** LISTED RECORDS follows **

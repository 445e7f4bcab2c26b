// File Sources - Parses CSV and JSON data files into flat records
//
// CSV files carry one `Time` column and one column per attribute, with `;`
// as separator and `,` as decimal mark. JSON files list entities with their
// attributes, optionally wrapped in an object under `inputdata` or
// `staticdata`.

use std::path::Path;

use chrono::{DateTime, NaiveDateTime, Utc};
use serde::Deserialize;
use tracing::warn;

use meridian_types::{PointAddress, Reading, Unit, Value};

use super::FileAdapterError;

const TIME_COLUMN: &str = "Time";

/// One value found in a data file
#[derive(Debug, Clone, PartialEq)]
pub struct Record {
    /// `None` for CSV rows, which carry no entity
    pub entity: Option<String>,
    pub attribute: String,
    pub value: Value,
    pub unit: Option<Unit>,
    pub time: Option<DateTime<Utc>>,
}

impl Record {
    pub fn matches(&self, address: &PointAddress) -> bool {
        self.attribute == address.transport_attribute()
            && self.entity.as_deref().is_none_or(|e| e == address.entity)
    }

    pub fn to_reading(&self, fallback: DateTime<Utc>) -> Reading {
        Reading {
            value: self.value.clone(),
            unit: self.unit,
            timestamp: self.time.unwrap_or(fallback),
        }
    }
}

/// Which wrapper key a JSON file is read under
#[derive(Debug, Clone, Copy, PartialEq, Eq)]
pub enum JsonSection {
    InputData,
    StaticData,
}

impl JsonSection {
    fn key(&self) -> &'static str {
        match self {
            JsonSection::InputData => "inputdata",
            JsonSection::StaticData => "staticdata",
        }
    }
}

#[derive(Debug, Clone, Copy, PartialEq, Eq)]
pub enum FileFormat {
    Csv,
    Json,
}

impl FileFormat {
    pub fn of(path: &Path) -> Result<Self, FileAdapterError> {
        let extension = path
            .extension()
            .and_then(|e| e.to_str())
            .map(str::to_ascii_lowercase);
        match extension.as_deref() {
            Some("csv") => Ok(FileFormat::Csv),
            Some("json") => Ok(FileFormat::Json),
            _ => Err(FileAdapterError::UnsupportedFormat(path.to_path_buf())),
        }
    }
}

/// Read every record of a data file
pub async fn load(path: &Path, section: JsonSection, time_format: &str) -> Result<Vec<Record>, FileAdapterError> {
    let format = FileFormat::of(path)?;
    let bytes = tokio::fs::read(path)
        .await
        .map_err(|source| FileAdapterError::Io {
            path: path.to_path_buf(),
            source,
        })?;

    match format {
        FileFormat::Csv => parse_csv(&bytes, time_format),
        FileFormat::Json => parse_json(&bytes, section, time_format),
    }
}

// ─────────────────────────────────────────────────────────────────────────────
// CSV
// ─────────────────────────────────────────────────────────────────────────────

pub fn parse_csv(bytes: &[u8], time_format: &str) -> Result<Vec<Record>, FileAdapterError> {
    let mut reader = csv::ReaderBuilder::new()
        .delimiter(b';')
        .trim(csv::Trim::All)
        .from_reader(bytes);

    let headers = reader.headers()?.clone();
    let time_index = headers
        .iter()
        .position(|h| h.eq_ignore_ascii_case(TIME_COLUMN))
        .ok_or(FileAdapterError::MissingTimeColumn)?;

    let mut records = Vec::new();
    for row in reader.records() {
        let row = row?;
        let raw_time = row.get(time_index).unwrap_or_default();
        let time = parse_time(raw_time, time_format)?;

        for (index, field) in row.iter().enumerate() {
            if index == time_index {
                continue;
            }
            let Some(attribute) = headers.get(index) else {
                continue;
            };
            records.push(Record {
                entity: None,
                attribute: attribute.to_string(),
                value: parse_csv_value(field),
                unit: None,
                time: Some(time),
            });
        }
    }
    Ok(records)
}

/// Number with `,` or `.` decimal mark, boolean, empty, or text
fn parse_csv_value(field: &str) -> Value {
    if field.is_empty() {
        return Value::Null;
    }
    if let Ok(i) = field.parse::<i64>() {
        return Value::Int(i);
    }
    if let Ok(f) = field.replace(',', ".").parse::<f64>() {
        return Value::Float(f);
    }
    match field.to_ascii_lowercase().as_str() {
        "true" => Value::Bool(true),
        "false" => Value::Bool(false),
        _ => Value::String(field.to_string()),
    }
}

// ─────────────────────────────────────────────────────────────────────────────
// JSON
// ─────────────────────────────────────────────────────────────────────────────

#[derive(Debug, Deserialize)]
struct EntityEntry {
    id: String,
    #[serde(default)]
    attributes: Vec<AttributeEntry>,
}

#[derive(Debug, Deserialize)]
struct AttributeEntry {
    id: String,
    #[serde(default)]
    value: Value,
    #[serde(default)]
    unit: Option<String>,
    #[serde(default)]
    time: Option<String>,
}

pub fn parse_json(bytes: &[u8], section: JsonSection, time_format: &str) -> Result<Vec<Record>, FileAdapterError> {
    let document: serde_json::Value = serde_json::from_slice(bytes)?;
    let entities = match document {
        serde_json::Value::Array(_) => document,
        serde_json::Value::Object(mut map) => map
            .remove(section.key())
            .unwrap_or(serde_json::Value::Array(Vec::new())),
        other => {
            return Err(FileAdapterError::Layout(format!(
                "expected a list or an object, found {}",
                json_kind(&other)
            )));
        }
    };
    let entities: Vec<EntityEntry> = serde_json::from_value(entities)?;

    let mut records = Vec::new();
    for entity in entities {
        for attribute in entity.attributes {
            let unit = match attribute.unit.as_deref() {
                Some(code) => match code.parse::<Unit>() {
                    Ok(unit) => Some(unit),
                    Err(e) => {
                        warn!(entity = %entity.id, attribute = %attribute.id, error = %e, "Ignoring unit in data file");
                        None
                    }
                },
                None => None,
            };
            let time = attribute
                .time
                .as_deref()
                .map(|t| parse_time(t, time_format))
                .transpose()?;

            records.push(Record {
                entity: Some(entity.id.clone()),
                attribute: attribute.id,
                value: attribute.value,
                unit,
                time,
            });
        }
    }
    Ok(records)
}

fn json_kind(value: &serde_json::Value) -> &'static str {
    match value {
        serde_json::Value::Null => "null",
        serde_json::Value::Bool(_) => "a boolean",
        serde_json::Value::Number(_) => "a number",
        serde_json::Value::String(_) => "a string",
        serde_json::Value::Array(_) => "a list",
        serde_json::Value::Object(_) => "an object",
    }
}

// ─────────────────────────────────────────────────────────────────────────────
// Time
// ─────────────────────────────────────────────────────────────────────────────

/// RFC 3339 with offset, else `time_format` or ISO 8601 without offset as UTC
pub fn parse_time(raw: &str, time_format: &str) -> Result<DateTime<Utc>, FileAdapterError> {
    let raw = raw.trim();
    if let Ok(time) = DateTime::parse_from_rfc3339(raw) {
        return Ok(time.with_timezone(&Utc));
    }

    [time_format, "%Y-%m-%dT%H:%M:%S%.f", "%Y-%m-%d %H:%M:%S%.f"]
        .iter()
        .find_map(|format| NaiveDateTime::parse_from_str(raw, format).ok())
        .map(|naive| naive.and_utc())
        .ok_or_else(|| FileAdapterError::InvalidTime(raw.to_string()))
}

** End of LISTED RECORDS **

◆ DIRECTIONS
Whenever the word "boolean" occurs in a line of the listing above, return that line.

◆ ANSWER BOX
/// Number with `,` or `.` decimal mark, boolean, empty, or text
        serde_json::Value::Bool(_) => "a boolean",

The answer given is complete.